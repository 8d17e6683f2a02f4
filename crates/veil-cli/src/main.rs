//! veil: XOR image obfuscation CLI
//!
//! Commands:
//!   encode [<in_dir>] [<out_dir>] --key <KEY> [--base-url <URL>]
//!   decode <manifest> <enc_dir> <out_dir> --key <KEY>
//!   verify <manifest> <enc_dir> --key <KEY>
//!   manifest show <path>
//!
//! The key must be at least 8 bytes once UTF-8 encoded. XOR is obfuscation
//! only; the manifest records that caveat verbatim.

use anyhow::{Context, Result};
use clap::{Parser, Subcommand, ValueEnum};
use indicatif::{ProgressBar, ProgressStyle};
use std::path::{Path, PathBuf};
use std::time::Duration;
use tracing::debug;

use veil_codec::{
    decode_manifest, encode_dir, mime_for_ext, verify_manifest, Manifest, XorKey,
};
use veil_core::config::VeilConfig;

// ── CLI structure ──────────────────────────────────────────────────────────────

#[derive(Parser, Debug)]
#[command(
    name = "veil",
    version,
    about = "XOR image obfuscation tool",
    long_about = "veil: obfuscate gallery images with a repeating XOR stream and index them in a JSON manifest"
)]
struct Cli {
    /// Path to veil.toml configuration file
    #[arg(long, short = 'c', env = "VEIL_CONFIG", default_value = "veil.toml")]
    config: PathBuf,

    /// Log level (trace, debug, info, warn, error)
    #[arg(long, env = "VEIL_LOG", default_value = "info")]
    log: String,

    /// Log format (json, text)
    #[arg(long, env = "VEIL_LOG_FORMAT", default_value = "text")]
    log_format: LogFormat,

    #[command(subcommand)]
    command: Commands,
}

#[derive(Subcommand, Debug)]
enum Commands {
    /// Obfuscate a directory of images and write a manifest
    ///
    /// Every regular file directly inside the input directory whose
    /// extension is jpg/jpeg/png/webp/gif becomes `<stem>.<ext>.bin` in the
    /// output directory; manifest.json lands in the output directory's parent.
    Encode {
        /// Directory with source images (default from config)
        in_dir: Option<PathBuf>,
        /// Directory to write obfuscated .bin blobs (default from config)
        out_dir: Option<PathBuf>,
        /// XOR key string (>= 8 bytes UTF-8). Not secure; obfuscation only.
        #[arg(long, short = 'k', env = "VEIL_KEY")]
        key: String,
        /// Base URL where the blob directory is hosted (manifest URLs)
        #[arg(long, env = "VEIL_BASE_URL")]
        base_url: Option<String>,
    },

    /// Decode blobs listed in a manifest back to image files
    Decode {
        /// Path to manifest.json
        manifest: PathBuf,
        /// Directory containing the .bin blobs
        enc_dir: PathBuf,
        /// Directory to write decoded images
        out_dir: PathBuf,
        /// XOR key used at encode time
        #[arg(long, short = 'k', env = "VEIL_KEY")]
        key: String,
    },

    /// Verify every blob against its recorded digest without writing
    Verify {
        /// Path to manifest.json
        manifest: PathBuf,
        /// Directory containing the .bin blobs
        enc_dir: PathBuf,
        /// XOR key used at encode time
        #[arg(long, short = 'k', env = "VEIL_KEY")]
        key: String,
    },

    /// Manifest inspection
    Manifest {
        #[command(subcommand)]
        action: ManifestAction,
    },
}

#[derive(Subcommand, Debug)]
enum ManifestAction {
    /// Print the items recorded in a manifest
    Show {
        /// Path to manifest.json
        manifest: PathBuf,
    },
}

#[derive(Clone, Debug, ValueEnum)]
enum LogFormat {
    Json,
    Text,
}

// ── Entry point ───────────────────────────────────────────────────────────────

fn main() -> Result<()> {
    let cli = Cli::parse();
    init_logging(&cli.log, &cli.log_format);
    let config = VeilConfig::load(&cli.config)?;

    match cli.command {
        Commands::Encode {
            in_dir,
            out_dir,
            key,
            base_url,
        } => cmd_encode(&config, in_dir, out_dir, &key, base_url),
        Commands::Decode {
            manifest,
            enc_dir,
            out_dir,
            key,
        } => cmd_decode(&manifest, &enc_dir, &out_dir, &key),
        Commands::Verify {
            manifest,
            enc_dir,
            key,
        } => cmd_verify(&manifest, &enc_dir, &key),
        Commands::Manifest {
            action: ManifestAction::Show { manifest },
        } => cmd_manifest_show(&manifest),
    }
}

// ── Commands ──────────────────────────────────────────────────────────────────

fn cmd_encode(
    config: &VeilConfig,
    in_dir: Option<PathBuf>,
    out_dir: Option<PathBuf>,
    key: &str,
    base_url: Option<String>,
) -> Result<()> {
    // Key guard fires before any filesystem work
    let key = XorKey::new(key)?;

    let in_dir = in_dir.unwrap_or_else(|| config.encode.input_dir.clone());
    let out_dir = out_dir.unwrap_or_else(|| config.encode.output_dir.clone());
    let base_url = base_url.unwrap_or_else(|| config.encode.base_url.clone());

    debug!(
        in_dir = %in_dir.display(),
        out_dir = %out_dir.display(),
        base_url = %base_url,
        "encode starting"
    );

    let pb = make_progress_bar(0, "encode");
    let pb_clone = pb.clone();
    let progress: veil_codec::encode::ProgressFn = Box::new(move |done, total, name| {
        pb_clone.set_length(total);
        pb_clone.set_position(done);
        pb_clone.set_message(name.to_string());
    });

    let report = encode_dir(&in_dir, &out_dir, &key, &base_url, Some(&progress))
        .with_context(|| format!("encoding {}", in_dir.display()))?;
    pb.finish_and_clear();

    println!(
        "Wrote {} encrypted blobs to {} and manifest.json",
        report.items,
        out_dir.display()
    );
    Ok(())
}

fn cmd_decode(manifest: &Path, enc_dir: &Path, out_dir: &Path, key: &str) -> Result<()> {
    let key = XorKey::new(key)?;

    debug!(manifest = %manifest.display(), enc_dir = %enc_dir.display(), "decode starting");
    let report = decode_manifest(manifest, enc_dir, out_dir, &key)
        .with_context(|| format!("decoding {}", manifest.display()))?;

    println!(
        "Decoded {} images to {} (all digests verified)",
        report.items,
        report.out_dir.display()
    );
    Ok(())
}

fn cmd_verify(manifest: &Path, enc_dir: &Path, key: &str) -> Result<()> {
    let key = XorKey::new(key)?;

    debug!(manifest = %manifest.display(), enc_dir = %enc_dir.display(), "verify starting");
    let outcomes = verify_manifest(manifest, enc_dir, &key)
        .with_context(|| format!("verifying {}", manifest.display()))?;

    let mut failed = 0;
    for outcome in &outcomes {
        match &outcome.error {
            None => println!("  ok    {}", outcome.bin),
            Some(e) => {
                println!("  FAIL  {}: {e}", outcome.bin);
                failed += 1;
            }
        }
    }

    if failed > 0 {
        anyhow::bail!("{failed} of {} blobs failed verification", outcomes.len());
    }
    println!("Verified {} blobs", outcomes.len());
    Ok(())
}

fn cmd_manifest_show(path: &Path) -> Result<()> {
    let manifest = Manifest::load_from(path)?;

    println!("note: {}", manifest.note);
    println!("{} items:", manifest.items.len());
    for item in &manifest.items {
        println!(
            "  {:<20} {:<12} {:>10} B  {}…  {}",
            item.id,
            mime_for_ext(&item.ext),
            item.bytes,
            digest_prefix(&item.sha256),
            item.url
        );
    }
    Ok(())
}

/// First 16 chars of a digest string. Char-based so a malformed manifest
/// with non-ASCII in the digest field cannot panic the display path.
fn digest_prefix(sha256: &str) -> String {
    sha256.chars().take(16).collect()
}

// ── Helpers ───────────────────────────────────────────────────────────────────

fn make_progress_bar(total: u64, prefix: &str) -> ProgressBar {
    let pb = ProgressBar::new(total);
    pb.set_style(
        ProgressStyle::with_template("{prefix:.bold} [{bar:30}] {pos}/{len} {msg}")
            .unwrap_or_else(|_| ProgressStyle::default_bar())
            .progress_chars("=> "),
    );
    pb.set_prefix(prefix.to_string());
    pb.enable_steady_tick(Duration::from_millis(100));
    pb
}

fn init_logging(level: &str, format: &LogFormat) {
    use tracing_subscriber::{fmt, layer::SubscriberExt, util::SubscriberInitExt, EnvFilter};

    let filter = EnvFilter::try_from_default_env().unwrap_or_else(|_| EnvFilter::new(level));

    match format {
        LogFormat::Json => {
            tracing_subscriber::registry()
                .with(filter)
                .with(fmt::layer().json())
                .init();
        }
        LogFormat::Text => {
            tracing_subscriber::registry()
                .with(filter)
                .with(fmt::layer())
                .init();
        }
    }
}

#[cfg(test)]
mod tests {
    use super::*;

    #[test]
    fn digest_prefix_truncates_to_16_chars() {
        let full = "ba7816bf8f01cfea414140de5dae2223b00361a396177a9cb410ff61f20015ad";
        assert_eq!(digest_prefix(full), "ba7816bf8f01cfea");
    }

    #[test]
    fn digest_prefix_handles_short_and_non_ascii_input() {
        // A hand-edited manifest may carry anything in the digest field
        assert_eq!(digest_prefix("abc"), "abc");
        assert_eq!(digest_prefix("дайджест-не-из-hex-символов"), "дайджест-не-из-h");
    }
}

Work item: In the records, which lines mention the word "Some"? Copy those lines.

Solution:
    let report = encode_dir(&in_dir, &out_dir, &key, &base_url, Some(&progress))
            Some(e) => {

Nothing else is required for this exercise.